Myanmar Spring Chronicle – October 14 Scenes
MoeMaKa, October 15, 2023
Commemorating 8 Years of the Nationwide Ceasefire Agreement (NCA) Amid Ongoing Conflicts
It has been eight years since the initial signing of the Nationwide Ceasefire Agreement (NCA) on October 15, 2015, by eight ethnic armed groups and the ruling government at the time. This milestone event marked a significant moment in Myanmar’s history, as it was the 67th year since the country’s independence, during which civil conflicts had persisted. The NCA was a result of extensive discussions and negotiations between various ethnic armed organizations and the Myanmar Peace Center (MPC), representing the government of then-President U Thein Sein.
Sixteen ethnic armed organizations were initially involved in the drafting of the NCA. However, when it came time for the signing, only eight groups endorsed the NCA. Subsequently, during the term of the NLD government led by Daw Aung San Suu Kyi, two more ethnic armed groups added their signatures to bring the total to ten.

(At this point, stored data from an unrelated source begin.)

pub mod app;
pub mod spectrogram;
pub mod toolbar;
impl<C: Canvas2d> RasterRenderer<C> {
    pub fn new(canvas: C) -> Self {
        let pixel_ratio = sane_ratio(canvas.device_pixel_ratio());
        Self {
            canvas,
            pixel_ratio,
            logical_size: (FALLBACK_SIZE, FALLBACK_SIZE),
            annotations: BTreeMap::new(),
            last_frame: None,
        }
    }

    pub fn canvas(&self) -> &C {
        &self.canvas
    }

    pub fn canvas_mut(&mut self) -> &mut C {
        &mut self.canvas
    }

    pub fn pixel_ratio(&self) -> f64 {
        self.pixel_ratio
    }

    /// Re-read the device pixel ratio, e.g. after the window changed screens.
    pub fn refresh_pixel_ratio(&mut self) {
        self.pixel_ratio = sane_ratio(self.canvas.device_pixel_ratio());
    }

    pub fn logical_size(&self) -> (f64, f64) {
        self.logical_size
    }

    pub fn last_frame(&self) -> Option<&(Arc<Spectrogram>, RenderOptions)> {
        self.last_frame.as_ref()
    }

    pub fn add_annotation(&mut self, annotation: Annotation) {
        self.annotations.insert(annotation.id(), annotation);
    }

    pub fn remove_annotation(&mut self, id: AnnotationId) -> bool {
        self.annotations.remove(&id).is_some()
    }

    pub fn clear_annotations(&mut self) {
        self.annotations.clear();
    }

    /// Replace the local annotation copy wholesale.
    pub fn sync_annotations<'a>(&mut self, annotations: impl IntoIterator<Item = &'a Annotation>) {
        self.annotations = annotations
            .into_iter()
            .map(|a| (a.id(), a.clone()))
            .collect();
    }

    pub fn annotation_count(&self) -> usize {
        self.annotations.len()
    }

    /// Size the surface to its layout box and draw one frame.
    pub fn render(
        &mut self,
        spectrogram: Option<Arc<Spectrogram>>,
        options: &RenderOptions,
    ) -> RenderOutcome {
        let (width, height) = resolve_display_size(self.canvas.display_size());
        self.logical_size = (width, height);
        let k = self.pixel_ratio;
        let backing = (
            ((width * k).round() as u32).max(1),
            ((height * k).round() as u32).max(1),
        );
        if self.canvas.backing_size() != backing {
            self.canvas.reset_transform();
            self.canvas.set_backing_size(backing.0, backing.1);
            log::debug!("Resized canvas to {}x{} (ratio {})", backing.0, backing.1, k);
        }

        let outcome = paint(
            &mut self.canvas,
            (width, height),
            k,
            spectrogram.as_deref(),
            options,
            self.annotations.values(),
        );
        if let (Some(s), RenderOutcome::Rendered { .. }) = (spectrogram, outcome) {
            self.last_frame = Some((s, options.clone()));
        }
        outcome
    }

    /// Redraw the last frame, e.g. after the annotation copy changed.
    pub fn rerender(&mut self) -> RenderOutcome {
        match self.last_frame.clone() {
            Some((s, options)) => self.render(Some(s), &options),
            None => RenderOutcome::Empty,
        }
    }

    /// Render the last frame onto a fresh surface scaled by `dpi / 96` and
    /// encode it as PNG. `make_surface` receives the device pixel size.
    pub fn export_png_with<S, F>(&self, dpi: f64, make_surface: F) -> Result<Vec<u8>>
    where
        S: ExportSurface,
        F: FnOnce(u32, u32) -> Result<S>,
    {
        self.export_with(dpi, make_surface, true)
    }

    /// Like [`Self::export_png_with`] but without the annotation overlay, for
    /// exports that carry the annotations as vectors.
    pub fn export_plot_png_with<S, F>(&self, dpi: f64, make_surface: F) -> Result<Vec<u8>>
    where
        S: ExportSurface,
        F: FnOnce(u32, u32) -> Result<S>,
    {
        self.export_with(dpi, make_surface, false)
    }

    /// [`Self::export_png_with`] on an in-memory surface.
    pub fn export_png(&self, dpi: f64) -> Result<Vec<u8>> {
        self.export_png_with(dpi, PixelCanvas::new)
    }

    fn export_with<S, F>(&self, dpi: f64, make_surface: F, with_annotations: bool) -> Result<Vec<u8>>
    where
        S: ExportSurface,
        F: FnOnce(u32, u32) -> Result<S>,
    {
        if !(dpi > 0.0 && dpi.is_finite()) {
            return Err(SonoscopeError::InvalidParams(format!("dpi must be positive, got {dpi}")));
        }
        let (spectrogram, options) = self
            .last_frame
            .as_ref()
            .ok_or_else(|| SonoscopeError::Export("nothing has been rendered yet".into()))?;
        let k = dpi / 96.0;
        let (width, height) = self.logical_size;
        let mut surface = make_surface(
            ((width * k).round() as u32).max(1),
            ((height * k).round() as u32).max(1),
        )?;
        let annotations = self.annotations.values().filter(|_| with_annotations);
        paint(
            &mut surface,
            (width, height),
            k,
            Some(spectrogram.as_ref()),
            options,
            annotations,
        );
        log::info!("Exported PNG at {} dpi", dpi);
        surface.encode_png()
    }
}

The NCA, considered a preliminary agreement for peace, raised hopes that the newly elected NLD government would expand the accord, bringing more ethnic armed groups into the fold and facilitating a resolution to the protracted civil war. Unfortunately, the military’s unwavering stance, frequent ground attacks that hindered peace negotiations, and the military’s inflexible policies during peace conferences caused the NLD’s 21st Century Panglong Peace Conference to stall and regress.
Reflecting on the speech made by the military leader, Min Aung Hlaing, during the fourth session of the 21st Century Panglong Peace Conference, it was evident that the military’s commitment to peace was limited. Min Aung Hlaing claimed that peace issues and civil wars were solely the concerns of politicians and ethnic armed groups, asserting that the military’s role was only to protect the ruling government. He attributed the absence of peace to the dishonesty of politicians, using a colloquial analogy that likened their actions to selling dog meat while hanging a goat’s head. This speech at a peace conference exemplified the military’s reluctance to pursue a peaceful resolution.

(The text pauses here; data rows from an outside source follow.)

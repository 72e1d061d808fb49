//! Spectral post-processing: engine orchestration, dB referencing, frequency
//! remaps, shape reconciliation and the time-major to frequency-major flip.

use crate::dsp::engine::{
    spectrum_to_db, DbScale, FrameTransform, RealFftEngine, TransformConfig, TransformEngine,
};
use crate::error::{Result, SonoscopeError};
use crate::types::{AudioSamples, MagnitudeKind, Spectrogram, StftParams};
use std::cell::OnceCell;
use std::rc::Rc;

/// Lazily initialised engine slot.
///
/// The engine is loaded at most once per handle; every processor built from
/// the handle shares that instance. A failed load leaves the slot empty so a
/// later call may try again.
#[derive(Default)]
pub struct EngineHandle {
    engine: OnceCell<Rc<dyn TransformEngine>>,
}

impl EngineHandle {
    pub fn new() -> Self {
        Self::default()
    }

    /// A handle that is already initialised with `engine`.
    pub fn with_engine(engine: Rc<dyn TransformEngine>) -> Self {
        let handle = Self::new();
        let _ = handle.engine.set(engine);
        handle
    }

    pub fn get(&self) -> Option<Rc<dyn TransformEngine>> {
        self.engine.get().cloned()
    }

    pub fn is_loaded(&self) -> bool {
        self.engine.get().is_some()
    }

    pub fn get_or_load<F>(&self, load: F) -> Result<Rc<dyn TransformEngine>>
    where
        F: FnOnce() -> Result<Rc<dyn TransformEngine>>,
    {
        if let Some(engine) = self.engine.get() {
            return Ok(engine.clone());
        }
        let engine = load()?;
        log::info!("Transform engine loaded");
        Ok(self.engine.get_or_init(|| engine).clone())
    }

    /// Load the built-in realfft engine if nothing is loaded yet.
    pub fn load_default(&self) -> Result<Rc<dyn TransformEngine>> {
        self.get_or_load(|| Ok(Rc::new(RealFftEngine::load()?)))
    }
}

/// Thresholds and remap bounds that are tuned rather than derived.
#[derive(Clone, Debug, PartialEq)]
pub struct PostProcessConfig {
    /// Engine dB output whose finite spread is below this is recomputed locally.
    pub degenerate_tolerance: f32,
    pub mel_fmin: f32,
    /// Upper mel edge, `None` means Nyquist.
    pub mel_fmax: Option<f32>,
}

impl Default for PostProcessConfig {
    fn default() -> Self {
        Self {
            degenerate_tolerance: 1e-3,
            mel_fmin: 0.0,
            mel_fmax: None,
        }
    }
}

pub struct SpectralProcessor {
    engine: Rc<dyn TransformEngine>,
    transform: Option<Box<dyn FrameTransform>>,
    config: PostProcessConfig,
}

impl SpectralProcessor {
    /// Fails with `EngineUnavailable` if the handle was never loaded.
    pub fn new(handle: &EngineHandle, config: PostProcessConfig) -> Result<Self> {
        let engine = handle.get().ok_or_else(|| {
            SonoscopeError::EngineUnavailable("engine handle has not been loaded".into())
        })?;
        Ok(Self {
            engine,
            transform: None,
            config,
        })
    }

    pub fn config(&self) -> &PostProcessConfig {
        &self.config
    }

    /// Config of the cached frame transform, if one exists.
    pub fn cached_transform(&self) -> Option<TransformConfig> {
        self.transform.as_ref().map(|t| t.config())
    }

    fn transform_for(&mut self, wanted: TransformConfig) -> Result<&mut Box<dyn FrameTransform>> {
        let stale = self.transform.as_ref().map(|t| t.config() != wanted).unwrap_or(true);
        if stale {
            log::debug!(
                "Creating frame transform: n_fft={} hop={} window={:?}",
                wanted.n_fft,
                wanted.hop_length,
                wanted.window
            );
            self.transform = Some(self.engine.create_transform(wanted)?);
        }
        self.transform
            .as_mut()
            .ok_or_else(|| SonoscopeError::Engine("frame transform missing after creation".into()))
    }

    pub fn process(&mut self, samples: &AudioSamples, params: &StftParams) -> Result<Spectrogram> {
        params.validate()?;
        if samples.is_empty() {
            return Err(SonoscopeError::InvalidParams("no samples to process".into()));
        }
        let sample_rate = samples.sample_rate();
        let remap_rate = params.sample_rate.unwrap_or(sample_rate);

        let wanted = TransformConfig {
            n_fft: params.n_fft,
            hop_length: params.hop_length,
            window: params.window,
        };
        let transform = self.transform_for(wanted)?;
        let mut spectrum = transform.process(samples.samples(), sample_rate)?;

        let scale = match params.magnitude {
            MagnitudeKind::Magnitude => DbScale::Amplitude,
            MagnitudeKind::Power => {
                for v in spectrum.iter_mut() {
                    *v *= *v;
                }
                DbScale::Power
            }
        };

        let mut db = transform.to_db(
            &spectrum,
            scale,
            params.ref_db,
            params.top_db,
            params.db_min,
            params.db_max,
        );
        if let Some(spread) = degenerate_spread(&db, self.config.degenerate_tolerance) {
            log::warn!(
                "Engine dB output is degenerate (spread {spread:?}), recomputing from the spectrum"
            );
            // Reference the data's own maximum: a caller reference may be what saturated it.
            db = spectrum_to_db(
                &spectrum,
                scale,
                0.0,
                params.top_db,
                params.db_min,
                params.db_max,
            );
        }

        let n_freq_bins = params.n_freq_bins();
        let n_time_frames = samples.len().div_ceil(params.hop_length);

        let (remapped, final_bins) = match params.mel_bands {
            Some(n_bands) => {
                let fmax = self.config.mel_fmax.unwrap_or(remap_rate as f32 / 2.0);
                let bank = self.engine.mel_filter_bank(
                    n_bands,
                    params.n_fft,
                    remap_rate,
                    self.config.mel_fmin,
                    fmax,
                );
                let mel = apply_mel_filter_bank(
                    &db,
                    &bank,
                    n_freq_bins,
                    n_bands,
                    n_time_frames,
                    params.db_min,
                );
                (mel, n_bands)
            }
            None if params.log_frequency => {
                let remapped = self.engine.log_frequency_scale(
                    &db,
                    n_freq_bins,
                    n_time_frames,
                    remap_rate,
                    params.n_fft,
                );
                (remapped, n_freq_bins)
            }
            None => (db, n_freq_bins),
        };

        let time_major = reconcile_shape(remapped, final_bins * n_time_frames, params.db_min);
        let data = time_major_to_freq_major(&time_major, final_bins, n_time_frames);

        Spectrogram::new(
            data,
            final_bins,
            n_time_frames,
            sample_rate,
            params.n_fft,
            params.hop_length,
        )
    }
}

/// `Some(spread)` when a dB buffer should not be trusted: empty, containing
/// non-finite values, or with all values within `tolerance` of each other.
/// `spread` is `None` for the empty/non-finite cases.
pub fn degenerate_spread(db: &[f32], tolerance: f32) -> Option<Option<f32>> {
    if db.is_empty() || db.iter().any(|v| !v.is_finite()) {
        return Some(None);
    }
    let (min, max) = db
        .iter()
        .fold((f32::INFINITY, f32::NEG_INFINITY), |(lo, hi), &v| (lo.min(v), hi.max(v)));
    let spread = max - min;
    if spread < tolerance {
        Some(Some(spread))
    } else {
        None
    }
}

/// Weighted sum of each frame's dB values through every mel filter.
///
/// Input and output are time-major. Missing input cells read as `fill`, and
/// a band whose filter has no weights gets `fill`.
pub fn apply_mel_filter_bank(
    db: &[f32],
    bank: &[f32],
    n_freq_bins: usize,
    n_bands: usize,
    n_time_frames: usize,
    fill: f32,
) -> Vec<f32> {
    let bank_bins = if n_bands == 0 { 0 } else { bank.len() / n_bands };
    let usable_bins = n_freq_bins.min(bank_bins);

    let filters: Vec<&[f32]> = (0..n_bands)
        .map(|m| &bank[m * bank_bins..m * bank_bins + usable_bins])
        .collect();

    let mut out = Vec::with_capacity(n_bands * n_time_frames);
    for t in 0..n_time_frames {
        let frame_start = t * n_freq_bins;
        for &filter in &filters {
            if filter.iter().all(|&w| w == 0.0) {
                out.push(fill);
                continue;
            }
            let sum: f32 = filter
                .iter()
                .enumerate()
                .filter(|&(_, &w)| w != 0.0)
                .map(|(f, &w)| db.get(frame_start + f).copied().unwrap_or(fill) * w)
                .sum();
            out.push(sum);
        }
    }
    out
}

/// Force `data` to exactly `expected` cells; missing cells are `fill`.
pub fn reconcile_shape(data: Vec<f32>, expected: usize, fill: f32) -> Vec<f32> {
    if data.len() == expected {
        return data;
    }
    log::debug!("Reconciling spectrum length {} -> {}", data.len(), expected);
    let mut corrected = vec![fill; expected];
    let n = data.len().min(expected);
    corrected[..n].copy_from_slice(&data[..n]);
    corrected
}

/// `[frame][bin]` to `[bin][frame]`.
pub fn time_major_to_freq_major(data: &[f32], n_bins: usize, n_frames: usize) -> Vec<f32> {
    let mut out = vec![0.0f32; n_bins * n_frames];
    for frame in 0..n_frames {
        for bin in 0..n_bins {
            out[bin * n_frames + frame] = data[frame * n_bins + bin];
        }
    }
    out
}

Since President U Thein Sein’s government, the situation in Kachin State, where a ceasefire had been maintained for nearly two decades, deteriorated due to armed attacks. It was under the leadership of Min Aung Hlaing that the military opposed the ceasefire declaration issued by the President’s Office during U Thein Sein’s tenure. During that period, Laiza was bombarded with heavy weaponry, the military officer academy was targeted, and numerous cadets lost their lives, all of which underscored the military’s aversion to peace.
Following the military coup in 2021, a series of armed conflicts unfolded, altering the dynamics of military and political forces. The coup military council found itself confronting multiple war fronts, and armed groups emerged from ethnic communities that had previously been unarmed. The military council’s attempts to engage in peace talks are widely perceived as a diversionary tactic. While they engage in discussions about peace, they continue to engage in military confrontations with ethnic armed groups. This strategy seems to stoke the flames of conflict more aggressively than dousing them with water.
Given the aforementioned events, it becomes evident that the forthcoming eighth anniversary of the NCA is a tactical delay employed by the military council to reorganize their military forces amidst the ongoing confrontations they face.